International Law and Revolution by Owen Taylor Pdf
This book explores the historical inter-relations between international law and revolution, with a focus on how international anti-capitalist struggle plays out through law. The book approaches the topic by analysing the meaning of revolution and what revolutionary activity might look like, before comparing this with legal activity, to assess the basic compatibility between the two. It then moves on to examine two prominent examples of revolutionary movements engaging with international law from the twentieth century; the early Soviet Union and the Third World movement in the nineteen sixties and seventies. The book proposes that the ‘form of law’, or its base logic, is rooted in capitalist social relations of private property and contract, and that therefore the law is a particularly inhospitable place to advance revolutionary breaks with established distributions of power or wealth. This does not mean that the law is irrelevant to revolutionaries, but that turning to legal means comes with tendencies towards conservative outcomes. In the light of this, the book considers the possibility of how, or whether, international law might contribute to the pursuit of a more egalitarian future.
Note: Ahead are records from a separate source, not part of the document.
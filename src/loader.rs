//! Load orchestration: validate, read, filter, convert.

use crate::archive::parse_source;
use crate::convert::convert_kinds;
use crate::error::Result;
use crate::fetch::open_input;
use crate::filter::filter_datasource;
use crate::models::DatasourceData;
use crate::progress::{Phase, Progress, ProgressObserver, ProgressReader};
use crate::schema::DatasourceSchema;
use std::io::Read;
use std::time::Instant;
use tracing::info;

/// Runs the whole pipeline over an already open input stream.
///
/// The schema is validated before the first byte is read. Any failure aborts
/// the load; nothing partial is returned. Byte fractions of `total` are
/// reported under [`Phase::Parse`].
pub fn load_datasource<R: Read>(
    schema: &DatasourceSchema,
    reader: R,
    total: Option<u64>,
    observer: &mut dyn ProgressObserver,
) -> Result<DatasourceData> {
    schema.validate()?;
    observer.on_progress(Progress::started(Phase::Parse));
    run(schema, reader, total, Phase::Parse, observer)
}

/// Opens the schema's source, or `location` when given, and loads it.
///
/// Entries are parsed while the input downloads, so byte fractions are
/// reported under [`Phase::Download`].
pub fn fetch_and_load(
    schema: &DatasourceSchema,
    location: Option<&str>,
    observer: &mut dyn ProgressObserver,
) -> Result<DatasourceData> {
    schema.validate()?;
    let location = location.unwrap_or_else(|| schema.source_path());
    observer.on_progress(Progress::started(Phase::Download));
    let input = open_input(location)?;
    run(schema, input.reader, input.length, Phase::Download, observer)
}

fn run<R: Read>(
    schema: &DatasourceSchema,
    reader: R,
    total: Option<u64>,
    read_phase: Phase,
    observer: &mut dyn ProgressObserver,
) -> Result<DatasourceData> {
    let start = Instant::now();
    info!(label = %schema.label, files = schema.files().len(), "Loading datasource");

    let parsed = {
        let reader = ProgressReader::new(reader, total, read_phase, observer);
        parse_source(reader, schema)?
    };
    info!(files = parsed.len(), "Parsed files");

    observer.on_progress(Progress::started(Phase::Filter));
    let filtered = filter_datasource(parsed, schema)?;

    observer.on_progress(Progress::started(Phase::Convert));
    let data = convert_kinds(filtered, schema)?;

    info!(
        label = %schema.label,
        elapsed_ms = start.elapsed().as_millis() as u64,
        "Datasource loaded"
    );
    Ok(data)
}

#[cfg(test)]
mod tests {
    use super::*;
    use crate::archive::tests::build_zip;
    use crate::error::LoadError;
    use crate::progress::NoProgress;

    const SCHEMA: &str = r#"{
        "label": "Social",
        "file": { "path": "social.zip", "files": [
            { "path": "person.csv", "key": "persons", "type": "csv", "columns": [
                { "name": "id", "type": "int", "isPrimaryKey": true },
                { "name": "name", "type": "string" }
            ] },
            { "path": "knows.csv", "key": "knows", "type": "csv", "columns": [
                { "name": "from", "type": "int", "references": { "key": "persons", "column": "id" } },
                { "name": "to", "type": "int", "references": { "key": "persons", "column": "id" } }
            ] }
        ] },
        "common": [ { "type": "table", "key": "persons" } ],
        "relationalOnly": [ { "type": "table", "key": "knows" } ],
        "multimodelOnly": [ { "type": "graph", "key": "social", "edges": [ {
            "key": "knows",
            "from": { "idColumn": "from", "label": "person", "source": { "key": "persons", "column": "id" } },
            "to": { "idColumn": "to", "label": "person", "source": { "key": "persons", "column": "id" } }
        } ] } ]
    }"#;

    #[test]
    fn phases_are_reported_in_order() {
        let schema = DatasourceSchema::from_json(SCHEMA).unwrap();
        let archive = build_zip(&[
            ("person.csv", "id,name\n1,Alice\n2,Bob\n2,Bob\n"),
            ("knows.csv", "from,to\n1,2\n1,3\n"),
        ]);

        let mut phases = Vec::new();
        let mut observer = |p: Progress| {
            if p.fraction.is_none() {
                phases.push(p.phase);
            }
        };
        let data = load_datasource(&schema, archive.as_slice(), Some(archive.len() as u64), &mut observer).unwrap();
        assert_eq!(phases, vec![Phase::Parse, Phase::Filter, Phase::Convert]);

        assert_eq!(data.relational["persons"].len(), 2);
        assert_eq!(data.relational["knows"].len(), 1);
        let graph = data.multimodel["social"].as_graph().unwrap();
        assert_eq!(graph.node_count(), 2);
        assert_eq!(graph.edge_count(), 1);
    }

    #[test]
    fn local_streams_report_parse_fractions() {
        let schema = DatasourceSchema::from_json(SCHEMA).unwrap();
        let archive = build_zip(&[
            ("person.csv", "id,name\n1,Alice\n"),
            ("knows.csv", "from,to\n1,1\n"),
        ]);

        let mut seen = Vec::new();
        let mut observer = |p: Progress| seen.push(p);
        load_datasource(&schema, archive.as_slice(), Some(archive.len() as u64), &mut observer).unwrap();

        assert!(seen.iter().all(|p| p.phase != Phase::Download));
        let fractions: Vec<&Progress> = seen.iter().filter(|p| p.fraction.is_some()).collect();
        assert!(!fractions.is_empty());
        assert!(fractions.iter().all(|p| p.phase == Phase::Parse));
    }

    #[test]
    fn invalid_schema_fails_before_reading() {
        let mut schema = DatasourceSchema::from_json(SCHEMA).unwrap();
        schema.common.clear();
        schema.common.push(schema.multimodel_only[0].clone());

        struct Untouchable;
        impl Read for Untouchable {
            fn read(&mut self, _: &mut [u8]) -> std::io::Result<usize> {
                panic!("input must not be read");
            }
        }

        let err = load_datasource(&schema, Untouchable, None, &mut NoProgress).unwrap_err();
        assert!(matches!(err, LoadError::Schema(_)));
    }
}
International Law and Revolution fills a significant gap in the field of international legal theory by offering a deep theoretical reflection on the meaning of the concept of revolution for the twenty-first century, and its link to the international legal system. It develops the commodity form theory of law as applied to international law, and explores the limits of law for progressive social struggle, informed by historical analysis. It will therefore appeal to students and scholars of public international law, legal history, human rights, international politics and political history.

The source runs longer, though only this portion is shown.